* PROVIDED INFORMATION
//! Synchronous multi-source read engine.

use rayon::ThreadPoolBuilder;
use tracing::{debug, info, warn};

use crate::error::DispatchError;
use crate::reader::{Combiner, Reader};
use crate::source::Sources;

/// Reads many sources and combines the results in input order.
///
/// With `nproc == 1`, or a single source, every read runs on the caller's
/// thread. Otherwise each call builds a pool of `min(nproc, sources)` worker
/// threads, which is torn down before the call returns.
#[derive(Debug, Clone)]
pub struct MultiReader<Rd, C, O> {
    reader: Rd,
    combiner: C,
    options: O,
    nproc: usize,
    verbose: bool,
}

impl<Rd, C, O> MultiReader<Rd, C, O> {
    pub(crate) fn new(reader: Rd, combiner: C, options: O, nproc: usize, verbose: bool) -> Self {
        Self {
            reader,
            combiner,
            options,
            nproc,
            verbose,
        }
    }

    /// Get the per-source reader.
    pub fn reader(&self) -> &Rd {
        &self.reader
    }

    /// Get the combiner.
    pub fn combiner(&self) -> &C {
        &self.combiner
    }

    /// Get the options forwarded to every read.
    pub fn options(&self) -> &O {
        &self.options
    }

    /// Get the configured degree of parallelism.
    pub fn nproc(&self) -> usize {
        self.nproc
    }

    pub fn verbose(&self) -> bool {
        self.verbose
    }

    /// Read every source and combine the results.
    ///
    /// Fails with [`DispatchError::EmptySources`] when there is nothing to
    /// read; neither the reader nor the combiner is invoked in that case.
    /// Reader and combiner errors are returned unchanged.
    pub fn read<S>(&self, sources: impl Into<Sources<S>>) -> Result<C::Output, Rd::Error>
    where
        S: Sync,
        O: Clone + Sync,
        Rd: Reader<S, O>,
        Rd::Error: From<DispatchError>,
        C: Combiner<Rd::Output, Error = Rd::Error>,
    {
        let sources = sources.into().into_vec();
        if sources.is_empty() {
            return Err(empty_sources(self.reader.output_name().into_owned()).into());
        }

        let options = self.reader.prepare(&sources, self.options.clone())?;
        let nproc = self.nproc.min(sources.len());
        debug!(sources = sources.len(), nproc, "dispatching reads");

        let parts = if nproc <= 1 {
            self.read_sequential(&sources, &options)?
        } else {
            self.read_pooled(&sources, &options, nproc)?
        };

        debug!(parts = parts.len(), "combining results");
        self.combiner.combine(parts)
    }

    fn read_sequential<S>(&self, sources: &[S], options: &O) -> Result<Vec<Rd::Output>, Rd::Error>
    where
        Rd: Reader<S, O>,
    {
        let total = sources.len();
        let mut parts = Vec::with_capacity(total);

        for (index, source) in sources.iter().enumerate() {
            let result = self.reader.read(source, options);
            log_outcome(index, total, self.verbose, result.is_ok());
            parts.push(result?);
        }

        Ok(parts)
    }

    fn read_pooled<S>(
        &self,
        sources: &[S],
        options: &O,
        nproc: usize,
    ) -> Result<Vec<Rd::Output>, Rd::Error>
    where
        S: Sync,
        O: Sync,
        Rd: Reader<S, O>,
        Rd::Error: From<DispatchError>,
    {
        let pool = ThreadPoolBuilder::new()
            .num_threads(nproc)
            .thread_name(|i| format!("multiread-worker-{i}"))
            .build()
            .map_err(DispatchError::from)?;

        let total = sources.len();
        let verbose = self.verbose;
        let reader = &self.reader;
        let mut slots: Vec<Option<Result<Rd::Output, Rd::Error>>> = Vec::with_capacity(total);
        slots.resize_with(total, || None);

        // Returns only after every spawned read has finished.
        pool.scope(|scope| {
            for ((index, source), slot) in sources.iter().enumerate().zip(slots.iter_mut()) {
                scope.spawn(move |_| {
                    let result = reader.read(source, options);
                    log_outcome(index, total, verbose, result.is_ok());
                    *slot = Some(result);
                });
            }
        });
        drop(pool);

        collect_slots(slots)
    }
}

pub(crate) fn empty_sources(type_name: String) -> DispatchError {
    DispatchError::EmptySources { type_name }
}

/// Unpack result slots in index order, returning the lowest-index failure.
pub(crate) fn collect_slots<R, E>(slots: Vec<Option<Result<R, E>>>) -> Result<Vec<R>, E>
where
    E: From<DispatchError>,
{
    let mut parts = Vec::with_capacity(slots.len());
    for (index, slot) in slots.into_iter().enumerate() {
        match slot {
            Some(Ok(part)) => parts.push(part),
            Some(Err(e)) => return Err(e),
            None => return Err(DispatchError::MissingResult { index }.into()),
        }
    }
    Ok(parts)
}

pub(crate) fn log_outcome(index: usize, total: usize, verbose: bool, ok: bool) {
    if !ok {
        warn!(index, total, "source read failed");
    } else if verbose {
        info!(index, total, "read source {}/{}", index + 1, total);
    } else {
        debug!(index, total, "source read complete");
    }
}
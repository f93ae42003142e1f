//! Error types for multiread operations.
//!
//! This module provides:
//! - `DispatchError`: Errors raised by the read/combine core itself
//! - `ReadError`: Errors raised by the built-in table reader
//!
//! The core never wraps a reader's error. Caller error types opt in to the
//! core's own failures through `From<DispatchError>`.

use std::fmt;
use std::io;

use thiserror::Error;

use crate::format::FormatError;
use crate::table::TableError;

/// Errors originating in the read/combine core.
#[derive(Debug, Error)]
pub enum DispatchError {
    /// No sources were given, so there is nothing to read.
    #[error("cannot read {type_name} from empty source list")]
    EmptySources {
        /// Name of the type the reader would have produced
        type_name: String,
    },
    /// The requested degree of parallelism was zero.
    #[error("nproc must be at least 1, got {0}")]
    InvalidParallelism(usize),
    /// The worker pool could not be started.
    #[error("failed to start worker pool: {0}")]
    Pool(#[from] rayon::ThreadPoolBuildError),
    /// A worker finished without recording a result for its source.
    #[error("no result recorded for source #{index}")]
    MissingResult {
        /// Position of the source in the input list
        index: usize,
    },
}

/// Stage of a table read where an error occurred.
#[derive(Debug, Clone, Copy, PartialEq, Eq)]
pub enum Stage {
    /// Error while validating the source handle
    Resolve,
    /// Error while opening the stream
    Open,
    Parse,
    Combine,
}

impl fmt::Display for Stage {
    fn fmt(&self, f: &mut fmt::Formatter<'_>) -> fmt::Result {
        match self {
            Stage::Resolve => write!(f, "Resolve"),
            Stage::Open => write!(f, "Open"),
            Stage::Parse => write!(f, "Parse"),
            Stage::Combine => write!(f, "Combine"),
        }
    }
}

/// Errors produced by [`TableReader`](crate::table::TableReader) and the
/// [`VStack`](crate::table::VStack) combiner.
#[derive(Debug, Error)]
pub enum ReadError {
    #[error(transparent)]
    Dispatch(#[from] DispatchError),

    /// The source handle cannot be read at all (e.g. an empty path).
    #[error("invalid source: {0}")]
    InvalidSource(String),

    /// No explicit format was given and none could be inferred.
    #[error("cannot determine format for '{0}'")]
    UnknownFormat(String),

    #[error("failed to open '{target}': {source}")]
    Open {
        target: String,
        #[source]
        source: io::Error,
    },

    /// The content of the source is malformed for its format.
    #[error("failed to parse '{target}': {source}")]
    Parse {
        target: String,
        #[source]
        source: FormatError,
    },

    #[error(transparent)]
    Table(#[from] TableError),
}

impl ReadError {
    /// The stage of the read this error belongs to.
    pub fn stage(&self) -> Stage {
        match self {
            ReadError::Dispatch(_) | ReadError::InvalidSource(_) | ReadError::UnknownFormat(_) => {
                Stage::Resolve
            }
            ReadError::Open { .. } => Stage::Open,
            ReadError::Parse { .. } => Stage::Parse,
            ReadError::Table(_) => Stage::Combine,
        }
    }

    /// Identifier of the failing source, when the error is tied to one.
    pub fn target(&self) -> Option<&str> {
        match self {
            ReadError::Open { target, .. } => Some(target),
            ReadError::Parse { target, .. } => Some(target),
            ReadError::UnknownFormat(target) => Some(target),
            _ => None,
        }
    }
}

#[cfg(feature = "miette")]
mod miette_impl;

#[cfg(feature = "miette")]
pub use miette_impl::*;
//! Input sources for the table reader.
//!
//! This module provides:
//! - `InputProvider`: Trait for byte-stream sources
//! - `FileInput` / `StdinInput`: Standard implementations
//! - `InMemorySource`: In-memory implementation for testing

mod input;
mod memory;
mod std_io;

pub use input::InputProvider;
pub use memory::InMemorySource;
pub use std_io::{FileInput, StdinInput};
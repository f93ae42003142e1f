//! A minimal column-named table, the built-in read/combine target.
//!
//! `TableReader` reads one CSV or JSON source into a `Table`; `VStack`
//! stacks the per-source tables in source order.

use std::fmt;

use thiserror::Error;

mod reader;
#[cfg(feature = "async")]
mod async_reader;

#[cfg(feature = "async")]
pub use async_reader::AsyncTableReader;
pub use reader::{TableReader, VStack};

/// A single table value.
#[derive(Debug, Clone, PartialEq)]
pub enum Cell {
    Null,
    Bool(bool),
    Int(i64),
    Float(f64),
    Text(String),
}

impl Cell {
    /// Infer a cell from a text field.
    ///
    /// Empty fields are null; then booleans, integers and floats are tried
    /// in that order before falling back to text.
    pub fn parse(field: &str) -> Self {
        let field = field.trim();
        if field.is_empty() {
            return Cell::Null;
        }
        if field.eq_ignore_ascii_case("true") {
            return Cell::Bool(true);
        }
        if field.eq_ignore_ascii_case("false") {
            return Cell::Bool(false);
        }
        if let Ok(i) = field.parse::<i64>() {
            return Cell::Int(i);
        }
        if let Ok(f) = field.parse::<f64>() {
            return Cell::Float(f);
        }
        Cell::Text(field.to_string())
    }

    pub fn as_i64(&self) -> Option<i64> {
        match self {
            Cell::Int(i) => Some(*i),
            _ => None,
        }
    }

    pub fn as_f64(&self) -> Option<f64> {
        match self {
            Cell::Int(i) => Some(*i as f64),
            Cell::Float(f) => Some(*f),
            _ => None,
        }
    }

    pub fn as_str(&self) -> Option<&str> {
        match self {
            Cell::Text(s) => Some(s),
            _ => None,
        }
    }

    pub fn is_null(&self) -> bool {
        matches!(self, Cell::Null)
    }
}

/// Floats always carry a decimal point or exponent, so written text parses
/// back to the same variant.
impl fmt::Display for Cell {
    fn fmt(&self, f: &mut fmt::Formatter<'_>) -> fmt::Result {
        match self {
            Cell::Null => Ok(()),
            Cell::Bool(b) => write!(f, "{b}"),
            Cell::Int(i) => write!(f, "{i}"),
            Cell::Float(x) => write!(f, "{x:?}"),
            Cell::Text(s) => write!(f, "{s}"),
        }
    }
}

impl From<i64> for Cell {
    fn from(i: i64) -> Self {
        Cell::Int(i)
    }
}

impl From<f64> for Cell {
    fn from(f: f64) -> Self {
        Cell::Float(f)
    }
}

impl From<&str> for Cell {
    fn from(s: &str) -> Self {
        Cell::Text(s.to_string())
    }
}

/// Errors from building or stacking tables.
#[derive(Debug, Error, PartialEq)]
pub enum TableError {
    #[error("cannot stack an empty list of tables")]
    Empty,

    /// A table's columns differ from the first table's.
    #[error("table #{index} has columns {found:?}, expected {expected:?}")]
    ColumnMismatch {
        index: usize,
        expected: Vec<String>,
        found: Vec<String>,
    },

    #[error("row has {found} cells, expected {expected}")]
    RowLength { expected: usize, found: usize },
}

/// Rows of cells under a fixed list of column names.
#[derive(Debug, Clone, PartialEq, Default)]
pub struct Table {
    columns: Vec<String>,
    rows: Vec<Vec<Cell>>,
}

impl Table {
    /// Create an empty table with the given columns.
    pub fn new<I, T>(columns: I) -> Self
    where
        I: IntoIterator<Item = T>,
        T: Into<String>,
    {
        Self {
            columns: columns.into_iter().map(Into::into).collect(),
            rows: Vec::new(),
        }
    }

    pub fn column_names(&self) -> &[String] {
        &self.columns
    }

    /// Number of rows.
    pub fn len(&self) -> usize {
        self.rows.len()
    }

    pub fn is_empty(&self) -> bool {
        self.rows.is_empty()
    }

    pub fn rows(&self) -> &[Vec<Cell>] {
        &self.rows
    }

    pub fn row(&self, index: usize) -> Option<&[Cell]> {
        self.rows.get(index).map(Vec::as_slice)
    }

    /// Cells of the named column, top to bottom.
    pub fn column(&self, name: &str) -> Option<Vec<&Cell>> {
        let idx = self.columns.iter().position(|c| c == name)?;
        Some(self.rows.iter().map(|row| &row[idx]).collect())
    }

    /// Append a row; its length must match the column count.
    pub fn push_row(&mut self, row: Vec<Cell>) -> Result<(), TableError> {
        if row.len() != self.columns.len() {
            return Err(TableError::RowLength {
                expected: self.columns.len(),
                found: row.len(),
            });
        }
        self.rows.push(row);
        Ok(())
    }

    /// Stack tables vertically, in the order given.
    ///
    /// Every table must have the same column names, in the same order.
    pub fn vstack(tables: Vec<Table>) -> Result<Table, TableError> {
        let mut tables = tables.into_iter();
        let mut out = tables.next().ok_or(TableError::Empty)?;

        for (i, table) in tables.enumerate() {
            if table.columns != out.columns {
                return Err(TableError::ColumnMismatch {
                    index: i + 1,
                    expected: out.columns.clone(),
                    found: table.columns,
                });
            }
            out.rows.extend(table.rows);
        }
        Ok(out)
    }

    /// Write the table as CSV, header row first.
    #[cfg(feature = "csv")]
    pub fn write_csv(&self, writer: &mut dyn std::io::Write) -> Result<(), crate::format::FormatError> {
        crate::format::csv::encode(self, writer)
    }
}
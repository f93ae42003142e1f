//! CSV table implementation.

use std::io::{Read, Write};

use super::FormatError;
use crate::config::TableReadOptions;
use crate::table::{Cell, Table};

pub(crate) fn decode(reader: &mut dyn Read, options: &TableReadOptions) -> Result<Table, FormatError> {
    let delimiter = u8::try_from(options.delimiter).map_err(|_| {
        FormatError::Malformed(format!(
            "delimiter {:?} is not a single-byte character",
            options.delimiter
        ))
    })?;

    // Rows whose field count differs from the header are rejected by the
    // reader itself (flexible is off).
    let mut rdr = csv::ReaderBuilder::new()
        .has_headers(options.has_headers)
        .delimiter(delimiter)
        .trim(csv::Trim::All)
        .from_reader(reader);

    let mut columns: Option<Vec<String>> = if options.has_headers {
        let headers = rdr.headers().map_err(|e| FormatError::Serde(Box::new(e)))?;
        Some(headers.iter().map(str::to_string).collect())
    } else {
        None
    };

    let mut rows = Vec::new();
    for record in rdr.records() {
        let record = record.map_err(|e| FormatError::Serde(Box::new(e)))?;
        if columns.is_none() {
            columns = Some((0..record.len()).map(|i| format!("col{i}")).collect());
        }
        rows.push(record.iter().map(Cell::parse).collect::<Vec<_>>());
    }

    let mut table = Table::new(columns.unwrap_or_default());
    for row in rows {
        table
            .push_row(row)
            .map_err(|e| FormatError::Malformed(e.to_string()))?;
    }
    Ok(table)
}

pub(crate) fn encode(table: &Table, writer: &mut dyn Write) -> Result<(), FormatError> {
    let mut wtr = csv::Writer::from_writer(writer);

    wtr.write_record(table.column_names())
        .map_err(|e| FormatError::Serde(Box::new(e)))?;

    for row in table.rows() {
        let record: Vec<String> = row.iter().map(Cell::to_string).collect();
        wtr.write_record(&record)
            .map_err(|e| FormatError::Serde(Box::new(e)))?;
    }

    wtr.flush().map_err(FormatError::Io)
}
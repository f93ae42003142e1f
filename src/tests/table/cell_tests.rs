use crate::table::Cell;

#[test]
fn parse_infers_cell_types() {
    assert_eq!(Cell::parse(""), Cell::Null);
    assert_eq!(Cell::parse("  "), Cell::Null);
    assert_eq!(Cell::parse("true"), Cell::Bool(true));
    assert_eq!(Cell::parse("FALSE"), Cell::Bool(false));
    assert_eq!(Cell::parse("42"), Cell::Int(42));
    assert_eq!(Cell::parse("-7"), Cell::Int(-7));
    assert_eq!(Cell::parse("2.5"), Cell::Float(2.5));
    assert_eq!(Cell::parse(" hello "), Cell::Text("hello".into()));
}

#[test]
fn accessors() {
    assert_eq!(Cell::Int(3).as_i64(), Some(3));
    assert_eq!(Cell::Int(3).as_f64(), Some(3.0));
    assert_eq!(Cell::Float(1.5).as_i64(), None);
    assert_eq!(Cell::from("x").as_str(), Some("x"));
    assert!(Cell::Null.is_null());
    assert!(!Cell::from(0i64).is_null());
}

#[test]
fn display_matches_csv_text() {
    assert_eq!(Cell::Null.to_string(), "");
    assert_eq!(Cell::Bool(true).to_string(), "true");
    assert_eq!(Cell::from(12i64).to_string(), "12");
    assert_eq!(Cell::from(0.25f64).to_string(), "0.25");
    assert_eq!(Cell::from(2.0f64).to_string(), "2.0");
    assert_eq!(Cell::parse(&Cell::Float(1e3).to_string()), Cell::Float(1e3));
    assert_eq!(Cell::from("abc").to_string(), "abc");
}
//! # multiread
//!
//! Read many sources, optionally in parallel, and combine the results in
//! input order.
//!
//! ## Overview
//!
//! multiread provides:
//! - **Pluggable reading**: any `Fn(&S, &O) -> Result<R, E>` (or a [`Reader`]
//!   implementation) reads one source
//! - **Pluggable merging**: any `Fn(Vec<R>) -> Result<T, E>` (or a
//!   [`Combiner`]) merges the per-source results
//! - **Bounded parallelism**: `nproc > 1` reads on a per-call worker pool
//! - **Order preservation**: results are combined in source order, never in
//!   completion order
//! - **Error transparency**: reader and combiner errors reach the caller
//!   unchanged, from the sequential and the pooled path alike
//! - **Tables**: a built-in CSV/JSON `TableReader` and `VStack` combiner
//!
//! ## Quick Start
//!
//! ```rust,ignore
//! use multiread::{TableReadOptions, TableReader, VStack, read_multi};
//!
//! fn main() -> Result<(), multiread::ReadError> {
//!     let table = read_multi(
//!         VStack,
//!         TableReader,
//!         vec!["a.csv".into(), "b.csv".into()],
//!         2,
//!         TableReadOptions::default(),
//!     )?;
//!     println!("{} rows", table.len());
//!     Ok(())
//! }
//! ```
//!
//! ## Errors
//!
//! The core raises only [`DispatchError`]: an empty source list
//! (`cannot read <Type> from empty source list`), `nproc == 0`, or a worker
//! pool that fails to start. It reaches the caller through the reader's own
//! error type, which must implement `From<DispatchError>`. The combiner must
//! share the reader's error type.
//!
//! ## Features
//!
//! - `csv` - CSV tables (enabled by default)
//! - `json` - JSON tables and JSON configs (enabled by default)
//! - `yaml` - YAML configs
//! - `async` - `AsyncMultiReader` on top of Tokio
//! - `miette` - Pretty error reporting with miette
//! - `sarge` - CLI argument types and the `multiread` binary

// Core modules
pub mod builder;
pub mod cli;
pub mod config;
pub mod engine;
pub mod error;
pub mod format;
pub mod io;
pub mod reader;
pub mod source;
pub mod table;

// Async modules (feature-gated)
#[cfg(feature = "async")]
pub mod engine_async;

// Re-exports for convenience
pub use builder::MultiReaderBuilder;
pub use config::{ReadConfig, TableReadOptions};
pub use engine::MultiReader;
pub use error::{DispatchError, ReadError, Stage};
pub use format::{FormatError, FormatKind};
pub use io::{FileInput, InMemorySource, InputProvider, StdinInput};
pub use reader::{Combiner, Named, Reader, ReaderExt};
pub use source::Sources;
pub use table::{Cell, Table, TableError, TableReader, VStack};

// Async re-exports
#[cfg(feature = "async")]
pub use engine_async::{AsyncMultiReader, AsyncReader};
#[cfg(feature = "async")]
pub use table::AsyncTableReader;

// Miette re-exports
#[cfg(feature = "miette")]
pub use error::ReadDiagnostic;

/// Read every source with `reader` and merge the results with `combiner`.
///
/// `sources` may be a single source or an ordered list. With `nproc == 1`
/// reads run sequentially on the calling thread; larger values read on a
/// pool of at most `nproc` threads that lives only for this call. The
/// combiner always receives results in source order.
///
/// Per-source progress is logged at debug level. For info-level progress
/// build the reader with [`MultiReaderBuilder::with_verbose`] instead.
pub fn read_multi<S, O, Rd, C>(
    combiner: C,
    reader: Rd,
    sources: impl Into<Sources<S>>,
    nproc: usize,
    options: O,
) -> Result<C::Output, Rd::Error>
where
    S: Sync,
    O: Clone + Sync,
    Rd: Reader<S, O>,
    Rd::Error: From<DispatchError>,
    C: Combiner<Rd::Output, Error = Rd::Error>,
{
    MultiReaderBuilder::new(reader, combiner)
        .with_options(options)
        .with_nproc(nproc)
        .build()?
        .read(sources)
}

/// Build a table `MultiReader` from a `ReadConfig`.
pub fn build_table_reader(
    config: ReadConfig,
) -> Result<MultiReader<TableReader, VStack, TableReadOptions>, DispatchError> {
    MultiReaderBuilder::new(TableReader, VStack)
        .with_options(config.table)
        .with_nproc(config.nproc)
        .with_verbose(config.verbose)
        .build()
}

* EXERCISE AIM
Tell how many lines of the data above hold the string "that". Give only the number.

* EXERCISE RESULT
4